# Normal distribution, find mean and SD

1. Mar 14, 2013

### Phox

1. The problem statement, all variables and given/known data
Suppose X is a normally distributed random variable. Suppose also that P ( X > 44.7 ) = 0.33 and P ( X < 46 ) = 0.7123. What is the mean and standard deviation of X ?

2. Relevant equations

3. The attempt at a solution
P(X<44.7) = 1-P(X>44.7) = 1-.33 = .67
P(X<44.7) = P((x-μ)/σ < (44.7-μ)/σ) = .67
P(Z < (44.7-μ)/σ) = .67

P(X<46) = P((x-μ)/σ < (46-μ)/σ) = P(Z < (46-μ)/σ) = .712

Looked up corresponding z-scores:
Z1 = .4
Z2 = .5
It's possible these are wrong

Setting up system of equations.

(44.7-μ)/σ = .4
(46-μ)/σ = .5

Solved using matrix -> rref

μ = 39.5
σ = 13

These answers aren't correct.
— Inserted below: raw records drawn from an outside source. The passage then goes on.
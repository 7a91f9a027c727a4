use std::fmt;

/// Money is represented as integer cents to avoid floating-point precision
/// issues. For EUR/USD, 1 unit = 100 cents, so 12.34 = 1234 cents.
pub type Cents = i64;

/// Format cents as a human-readable amount string.
/// Example: 5000 -> "50.00", -1234 -> "-12.34"
pub fn format_cents(cents: Cents) -> String {
    let sign = if cents < 0 { "-" } else { "" };
    let abs_cents = cents.abs();
    format!("{}{}.{:02}", sign, abs_cents / 100, abs_cents % 100)
}

/// Parse a decimal amount into cents.
/// Accepts "50", "50.5", "50.00", ".50" and a leading sign; more than two
/// decimal digits are truncated. Anything else is rejected.
pub fn parse_cents(input: &str) -> Result<Cents, ParseCentsError> {
    let err = || ParseCentsError(input.to_string());

    let trimmed = input.trim();
    let (negative, digits) = match trimmed.strip_prefix('-') {
        Some(rest) => (true, rest),
        None => (false, trimmed.strip_prefix('+').unwrap_or(trimmed)),
    };
    if digits.is_empty() {
        return Err(err());
    }

    let (units_str, frac_str) = match digits.split_once('.') {
        Some((units, frac)) => (units, frac),
        None => (digits, ""),
    };
    if units_str.is_empty() && frac_str.is_empty() {
        return Err(err());
    }
    if !units_str.bytes().all(|b| b.is_ascii_digit()) {
        return Err(err());
    }
    if !frac_str.bytes().all(|b| b.is_ascii_digit()) {
        return Err(err());
    }

    let units: i64 = if units_str.is_empty() {
        0
    } else {
        units_str.parse().map_err(|_| err())?
    };
    let frac: i64 = match frac_str.len() {
        0 => 0,
        // A single digit like "5" means 50 cents
        1 => frac_str.parse::<i64>().map_err(|_| err())? * 10,
        _ => frac_str[..2].parse().map_err(|_| err())?,
    };

    let cents = units * 100 + frac;
    Ok(if negative { -cents } else { cents })
}

/// Returned when an amount string fails to parse; carries the rejected input.
#[derive(Debug, Clone, PartialEq, Eq)]
pub struct ParseCentsError(pub String);

impl fmt::Display for ParseCentsError {
    fn fmt(&self, f: &mut fmt::Formatter<'_>) -> fmt::Result {
        write!(f, "invalid money format: '{}'", self.0)
    }
}

impl std::error::Error for ParseCentsError {}

#[cfg(test)]
mod tests {
    use super::*;

    #[test]
    fn test_format_cents() {
        assert_eq!(format_cents(5000), "50.00");
        assert_eq!(format_cents(1234), "12.34");
        assert_eq!(format_cents(1), "0.01");
        assert_eq!(format_cents(0), "0.00");
        assert_eq!(format_cents(-5000), "-50.00");
        assert_eq!(format_cents(-1), "-0.01");
    }

    #[test]
    fn test_parse_cents() {
        assert_eq!(parse_cents("50.00"), Ok(5000));
        assert_eq!(parse_cents("50"), Ok(5000));
        assert_eq!(parse_cents("12.34"), Ok(1234));
        assert_eq!(parse_cents("12.5"), Ok(1250));
        assert_eq!(parse_cents("0.01"), Ok(1));
        assert_eq!(parse_cents(".50"), Ok(50));
        assert_eq!(parse_cents(" 3.50 "), Ok(350));
        assert_eq!(parse_cents("-50.00"), Ok(-5000));
        assert_eq!(parse_cents("+2"), Ok(200));
        assert_eq!(parse_cents("100.999"), Ok(10099)); // Truncates
    }

    #[test]
    fn test_parse_cents_invalid() {
        assert!(parse_cents("abc").is_err());
        assert!(parse_cents("").is_err());
        assert!(parse_cents(".").is_err());
        assert!(parse_cents("-").is_err());
        assert!(parse_cents("12.34.56").is_err());
        assert!(parse_cents("12.3x").is_err());
        assert!(parse_cents("1 2").is_err());
    }
}
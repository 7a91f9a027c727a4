use thiserror::Error;

use crate::domain::{ExpenseId, ItemId};
use crate::storage::StoreError;

#[derive(Error, Debug)]
pub enum AppError {
    #[error("Invalid amount: {0}")]
    InvalidAmount(String),

    #[error("Expense not found: {0}")]
    ExpenseNotFound(ExpenseId),

    #[error("Expense item not found: {0}")]
    ItemNotFound(ItemId),

    #[error("An expense needs at least one item")]
    NoItems,

    #[error("Item name cannot be empty")]
    EmptyItemName,

    #[error("Invalid date: {0}")]
    InvalidDate(String),

    #[error(transparent)]
    Store(#[from] StoreError),
}
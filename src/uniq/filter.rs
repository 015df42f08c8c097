// Copyright 2024 Felix Engl
//
// Licensed under the Apache License, Version 2.0 (the "License");
// you may not use this file except in compliance with the License.
// You may obtain a copy of the License at
//
//     http://www.apache.org/licenses/LICENSE-2.0
//
// Unless required by applicable law or agreed to in writing, software
// distributed under the License is distributed on an "AS IS" BASIS,
// WITHOUT WARRANTIES OR CONDITIONS OF ANY KIND, either express or implied.
// See the License for the specific language governing permissions and
// limitations under the License.

use crate::fpset::{BloomFpSet, CachedDiskFpSet, DiskFpSet, MemFpSet};
use crate::uniq::{
    FingerprintKeys, KeyStore, LiteralKeys, ProcessedKeyLog, UniqFilterError, UriReceiver,
    UriUniqFilter,
};

/// Duplicate statistics are logged whenever the count crosses a multiple of this.
pub const STATS_INTERVAL: u64 = 50_000;

pub type MemUriUniqFilter<R> = SetBasedUriUniqFilter<FingerprintKeys<MemFpSet>, R>;
pub type DiskUriUniqFilter<R> = SetBasedUriUniqFilter<FingerprintKeys<DiskFpSet>, R>;
pub type CachedDiskUriUniqFilter<R> = SetBasedUriUniqFilter<FingerprintKeys<CachedDiskFpSet>, R>;
pub type BloomUriUniqFilter<R> = SetBasedUriUniqFilter<FingerprintKeys<BloomFpSet>, R>;
pub type LiteralUriUniqFilter<R> = SetBasedUriUniqFilter<LiteralKeys, R>;

/// A [UriUniqFilter] that remembers uris in a [KeyStore] and hands new
/// ones to an [UriReceiver].
#[derive(Debug)]
pub struct SetBasedUriUniqFilter<K, R> {
    keys: K,
    receiver: R,
    processed_key_log: Option<ProcessedKeyLog>,
    duplicates: u64,
    duplicates_at_last_sample: u64,
    next_sample_at: u64,
}

impl<K: KeyStore, R: UriReceiver> SetBasedUriUniqFilter<K, R> {
    pub fn new(keys: K, receiver: R) -> Self {
        Self {
            keys,
            receiver,
            processed_key_log: None,
            duplicates: 0,
            duplicates_at_last_sample: 0,
            next_sample_at: STATS_INTERVAL,
        }
    }

    pub fn with_processed_key_log(mut self, log: ProcessedKeyLog) -> Self {
        self.processed_key_log = Some(log);
        self
    }

    /// Replaces the processed key log, returns the old one.
    pub fn set_processed_key_log(
        &mut self,
        log: Option<ProcessedKeyLog>,
    ) -> Option<ProcessedKeyLog> {
        std::mem::replace(&mut self.processed_key_log, log)
    }

    /// Replaces the receiver, returns the old one.
    pub fn set_receiver(&mut self, receiver: R) -> R {
        std::mem::replace(&mut self.receiver, receiver)
    }

    pub fn receiver(&self) -> &R {
        &self.receiver
    }

    pub fn receiver_mut(&mut self) -> &mut R {
        &mut self.receiver
    }

    pub fn keys(&self) -> &K {
        &self.keys
    }

    /// Number of [UriUniqFilter::add] calls rejected as already seen.
    pub fn duplicates(&self) -> u64 {
        self.duplicates
    }

    pub fn into_parts(self) -> (K, R) {
        (self.keys, self.receiver)
    }

    fn log_processed(&mut self, uri: &str) -> Result<(), UniqFilterError> {
        if let Some(ref mut log) = self.processed_key_log {
            log.append(uri)?;
        }
        Ok(())
    }

    fn sample_stats(&mut self) {
        let count = self.keys.key_count();
        if count < self.next_sample_at {
            return;
        }
        let recent = self.duplicates - self.duplicates_at_last_sample;
        log::debug!(
            "{count} keys, {} duplicates ({recent} since last sample)",
            self.duplicates
        );
        self.duplicates_at_last_sample = self.duplicates;
        self.next_sample_at = (count / STATS_INTERVAL + 1) * STATS_INTERVAL;
    }
}

impl<K: KeyStore, R: UriReceiver> UriUniqFilter for SetBasedUriUniqFilter<K, R> {
    fn add(&mut self, uri: &str) -> Result<bool, UniqFilterError> {
        self.log_processed(uri)?;
        if self.keys.add_key(uri)? {
            log::trace!("New: {uri}");
            self.sample_stats();
            self.receiver.receive(uri);
            Ok(true)
        } else {
            log::trace!("Duplicate: {uri}");
            self.duplicates += 1;
            Ok(false)
        }
    }

    fn add_force(&mut self, uri: &str) -> Result<(), UniqFilterError> {
        self.log_processed(uri)?;
        if self.keys.add_key(uri)? {
            self.sample_stats();
        }
        log::trace!("Forced: {uri}");
        self.receiver.receive(uri);
        Ok(())
    }

    fn note(&mut self, uri: &str) -> Result<(), UniqFilterError> {
        self.log_processed(uri)?;
        if self.keys.add_key(uri)? {
            self.sample_stats();
        }
        Ok(())
    }

    fn forget(&mut self, uri: &str) -> Result<bool, UniqFilterError> {
        if self.processed_key_log.is_some() {
            ProcessedKeyLog::check_key(uri)?;
        }
        let removed = self.keys.remove_key(uri)?;
        log::trace!("Forgot {uri}: {removed}");
        if removed {
            if let Some(ref mut log) = self.processed_key_log {
                log.append_forget(uri)?;
            }
        }
        Ok(removed)
    }

    fn count(&self) -> u64 {
        self.keys.key_count()
    }

    fn request_flush(&mut self) -> Result<u64, UniqFilterError> {
        if let Some(ref mut log) = self.processed_key_log {
            log.flush().map_err(UniqFilterError::ProcessedKeyLog)?;
        }
        self.keys.flush()?;
        Ok(self.pending())
    }

    fn close(&mut self) -> Result<(), UniqFilterError> {
        self.request_flush()?;
        log::info!(
            "Closing filter with {} keys and {} duplicates.",
            self.keys.key_count(),
            self.duplicates
        );
        Ok(())
    }
}

#[cfg(test)]
mod test {
    use super::*;
    use crate::fpset::FpSetError;
    use crate::uniq::MockUriReceiver;
    use camino_tempfile::Utf8TempDir;
    use mockall::predicate::eq;

    fn collecting_filter() -> MemUriUniqFilter<impl FnMut(&str)> {
        let mut seen = Vec::new();
        SetBasedUriUniqFilter::new(
            FingerprintKeys::new(MemFpSet::new(4, 0.5).unwrap()),
            move |uri: &str| seen.push(uri.to_string()),
        )
    }

    #[test]
    fn first_add_reaches_the_receiver_once() {
        let mut receiver = MockUriReceiver::new();
        receiver
            .expect_receive()
            .with(eq("http://a/1"))
            .times(1)
            .return_const(());
        let mut filter =
            SetBasedUriUniqFilter::new(FingerprintKeys::new(MemFpSet::default()), receiver);
        assert!(filter.add("http://a/1").unwrap());
        assert!(!filter.add("http://a/1").unwrap());
        assert!(!filter.add_now("http://a/1").unwrap());
        assert_eq!(filter.duplicates(), 2);
    }

    #[test]
    fn noted_uris_never_reach_the_receiver() {
        let mut receiver = MockUriReceiver::new();
        receiver.expect_receive().times(0);
        let mut filter = SetBasedUriUniqFilter::new(LiteralKeys::new(), receiver);
        filter.note("http://a/1").unwrap();
        assert!(!filter.add("http://a/1").unwrap());
        assert_eq!(filter.count(), 1);
    }

    #[test]
    fn forced_uris_always_reach_the_receiver() {
        let mut receiver = MockUriReceiver::new();
        receiver
            .expect_receive()
            .with(eq("http://a/1"))
            .times(3)
            .return_const(());
        let mut filter =
            SetBasedUriUniqFilter::new(FingerprintKeys::new(MemFpSet::default()), receiver);
        filter.add("http://a/1").unwrap();
        filter.add_force("http://a/1").unwrap();
        filter.add_force("http://a/1").unwrap();
        assert_eq!(filter.count(), 1);
    }

    #[test]
    fn forget_lets_a_uri_through_again() {
        let mut received = 0u32;
        {
            let mut filter = SetBasedUriUniqFilter::new(
                FingerprintKeys::new(MemFpSet::new(4, 0.5).unwrap()),
                |_: &str| received += 1,
            );
            assert!(filter.add("http://a/1").unwrap());
            assert_eq!(filter.count(), 1);
            assert!(!filter.add("http://a/1").unwrap());
            assert_eq!(filter.count(), 1);
            assert!(filter.forget("http://a/1").unwrap());
            assert_eq!(filter.count(), 0);
            assert!(!filter.forget("http://a/1").unwrap());
            assert!(filter.add("http://a/1").unwrap());
            assert_eq!(filter.count(), 1);
            assert_eq!(filter.pending(), 0);
            assert_eq!(filter.request_flush().unwrap(), 0);
        }
        assert_eq!(received, 2);
    }

    #[test]
    fn receiver_can_be_replaced() {
        let mut first = MockUriReceiver::new();
        first
            .expect_receive()
            .with(eq("http://a/1"))
            .times(1)
            .return_const(());
        let mut second = MockUriReceiver::new();
        second
            .expect_receive()
            .with(eq("http://a/2"))
            .times(1)
            .return_const(());
        let mut filter = SetBasedUriUniqFilter::new(LiteralKeys::new(), first);
        filter.add("http://a/1").unwrap();
        let mut first = filter.set_receiver(second);
        first.checkpoint();
        filter.add("http://a/2").unwrap();
        filter.add("http://a/1").unwrap();
        let (keys, mut second) = filter.into_parts();
        second.checkpoint();
        assert_eq!(keys.key_count(), 2);
    }

    #[test]
    fn many_uris_stay_unique() {
        let mut filter = collecting_filter();
        for i in 0..1000 {
            assert!(filter.add(&format!("http://a/{i}")).unwrap());
        }
        for i in 0..1000 {
            assert!(!filter.add(&format!("http://a/{i}")).unwrap());
        }
        assert_eq!(filter.count(), 1000);
        assert_eq!(filter.duplicates(), 1000);
    }

    #[test]
    fn bloom_filter_can_not_forget() {
        let mut filter = SetBasedUriUniqFilter::new(
            FingerprintKeys::new(BloomFpSet::new(1000, 10).unwrap()),
            |_: &str| {},
        );
        filter.add("http://a/1").unwrap();
        assert!(matches!(
            filter.forget("http://a/1"),
            Err(UniqFilterError::Set(FpSetError::Unsupported { .. }))
        ));
        assert!(!filter.add("http://a/1").unwrap());
    }

    #[test]
    fn disk_filter_works_like_memory_filter() {
        let dir = Utf8TempDir::new().unwrap();
        let disk = DiskFpSet::create(dir.path().join("seen.fps"), 4, 0.75).unwrap();
        let mut disk_filter = SetBasedUriUniqFilter::new(FingerprintKeys::new(disk), |_: &str| {});
        let mut mem_filter = collecting_filter();
        for i in 0..200 {
            let uri = format!("http://a/{}", i % 150);
            assert_eq!(disk_filter.add(&uri).unwrap(), mem_filter.add(&uri).unwrap());
        }
        assert_eq!(disk_filter.count(), 150);
        disk_filter.close().unwrap();
    }

    #[test]
    fn processed_keys_can_be_replayed() {
        let dir = Utf8TempDir::new().unwrap();
        let path = dir.path().join("processed.log");
        {
            let mut filter = SetBasedUriUniqFilter::new(LiteralKeys::new(), |_: &str| {})
                .with_processed_key_log(ProcessedKeyLog::open(&path).unwrap());
            filter.add("http://a/1").unwrap();
            filter.add("http://a/1").unwrap();
            filter.note("http://a/2").unwrap();
            filter.add_force("http://a/3").unwrap();
            assert!(filter.forget("http://a/3").unwrap());
            // nothing removed, nothing logged
            assert!(!filter.forget("http://a/5").unwrap());
            filter.close().unwrap();
        }
        assert_eq!(
            std::fs::read_to_string(&path).unwrap(),
            "http://a/1\nhttp://a/1\nhttp://a/2\nhttp://a/3\n-\thttp://a/3\n"
        );

        let mut receiver = MockUriReceiver::new();
        receiver
            .expect_receive()
            .with(eq("http://a/3"))
            .times(1)
            .return_const(());
        receiver
            .expect_receive()
            .with(eq("http://a/4"))
            .times(1)
            .return_const(());
        let mut filter =
            SetBasedUriUniqFilter::new(FingerprintKeys::new(MemFpSet::default()), receiver);
        assert_eq!(ProcessedKeyLog::replay(&path, &mut filter).unwrap(), 5);
        assert_eq!(filter.count(), 2);
        assert!(!filter.add("http://a/1").unwrap());
        assert!(filter.add("http://a/3").unwrap());
        assert!(filter.add("http://a/4").unwrap());
    }

    #[test]
    fn forgotten_keys_stay_forgotten_after_a_restart() {
        let dir = Utf8TempDir::new().unwrap();
        let path = dir.path().join("processed.log");
        {
            let mut filter = SetBasedUriUniqFilter::new(
                FingerprintKeys::new(MemFpSet::default()),
                |_: &str| {},
            )
            .with_processed_key_log(ProcessedKeyLog::open(&path).unwrap());
            assert!(filter.add("http://a/1").unwrap());
            assert!(filter.forget("http://a/1").unwrap());
            filter.close().unwrap();
        }
        let mut filter = SetBasedUriUniqFilter::new(
            FingerprintKeys::new(MemFpSet::default()),
            |_: &str| {},
        );
        ProcessedKeyLog::replay(&path, &mut filter).unwrap();
        assert_eq!(filter.count(), 0);
        assert!(filter.add("http://a/1").unwrap());
    }

    #[test]
    fn logged_filters_reject_unloggable_keys() {
        let dir = Utf8TempDir::new().unwrap();
        let path = dir.path().join("processed.log");
        let mut filter = SetBasedUriUniqFilter::new(LiteralKeys::new(), |_: &str| {})
            .with_processed_key_log(ProcessedKeyLog::open(&path).unwrap());
        assert!(matches!(
            filter.add("http://a/1\nhttp://a/2"),
            Err(UniqFilterError::UnloggableKey(_))
        ));
        assert_eq!(filter.count(), 0);

        let mut unlogged = SetBasedUriUniqFilter::new(LiteralKeys::new(), |_: &str| {});
        assert!(unlogged.add(" http://a/1").unwrap());
        let (keys, _) = unlogged.into_parts();
        let mut filter = SetBasedUriUniqFilter::new(keys, |_: &str| {})
            .with_processed_key_log(ProcessedKeyLog::open(&path).unwrap());
        assert!(matches!(
            filter.forget(" http://a/1"),
            Err(UniqFilterError::UnloggableKey(_))
        ));
        assert_eq!(filter.count(), 1);
        filter.close().unwrap();
        assert_eq!(std::fs::read_to_string(&path).unwrap(), "");
    }
}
What am I doing wrong here?

Thanks

2. Mar 14, 2013

### Ray Vickson

The problem is premature rounding. Just because data is given to a small number of significant figures does NOT mean that you should work through the problem with a small number of figures. The accurate values of z1 and z2 are
z1 = .4399131657 and z2 = .5601164657. If you use these you will get
μ = 39.94233436 ≈ 39.9 and σ = 10.81501090 ≈ 10.8 . Note that we round off at the end, after doing all the calculations!

3. Mar 14, 2013

### Phox

Thank you!

I guess I'm not really sure how to use my z-score table correctly. I don't know how you get z1 and z2 to that many decimal places of accuracy

4. Mar 14, 2013

### Ray Vickson

I just used a computer package (Maple in my case). You can use the EXCEL spreadsheet (Solver tool) or the on-line program Wolfram Alpha. Some scientific hand-held calculators give similar accuracy.